Radiosensitization of NET cells by HSP90 inhibitor ganetespib is mediated through pleiotropic stress responses

Background: Peptide receptor radionuclide therapy (PRRT) employing [177Lu]Lu-[DOTA-Tyr3]octreotate has been established as treatment for patients with metastatic neuroendocrine tumors (NETs) that overexpress the somatostatin receptor (SSTR). While PRRT improves survival and quality of life, curative responses remain rare. One way to enhance PRRT efficacy is to combine it with radiosensitizing agents such as heat shock protein 90 (HSP90) inhibitors. HSP90 is a highly conserved molecular chaperone essential for the maturation and stabilization of over a hundred proteins, including proteins involved in the DNA damage response and oncogenic signaling. HSP90-inhibition has been shown to potentiate PRRT, however the mechanism behind this radiosensitizing effect remains unknown.

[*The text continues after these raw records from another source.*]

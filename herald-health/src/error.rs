//! Error types for health operations.

use herald_queue::QueueError;
use thiserror::Error;

/// Errors surfaced by the health monitor's administrative operations.
#[derive(Debug, Error)]
pub enum HealthError {
    /// The underlying queue rejected the operation.
    #[error(transparent)]
    Queue(#[from] QueueError),
}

This study aimed to elucidate mechanisms involved in the radiosensitizing effect of HSP90 inhibition.Results: The radiosensitizing effect of HSP90 inhibitor ganetespib in the context of PRRT and external beam radiotherapy (EBRT) was tested using viability assays for NET cell models GOT1 and BON1-SSTR2. Ganetespib significantly enhanced radiation-induced cytotoxicity in both models. To explore underlying mechanisms, we assessed DNA double-strand break (DSB) repair by quantifying 53BP1 foci numbers, and functionally evaluated DSB repair pathways by RAD51 foci quantification and end-joining assay. Although HSP90 inhibition reduced RAD51 foci numbers, its effect on non-homologous end joining and overall DSB persistence was limited. Finally, potential DSB repair-independent mechanisms of radiosensitization were assessed for GOT1 cells using RNA sequencing. Transcriptomic analysis revealed enrichment of pathways related to loss of HSP90 function, such as protein folding and response to heat stress, following combination treatment. This was consistent with effects observed after HSP90 inhibitor monotherapy.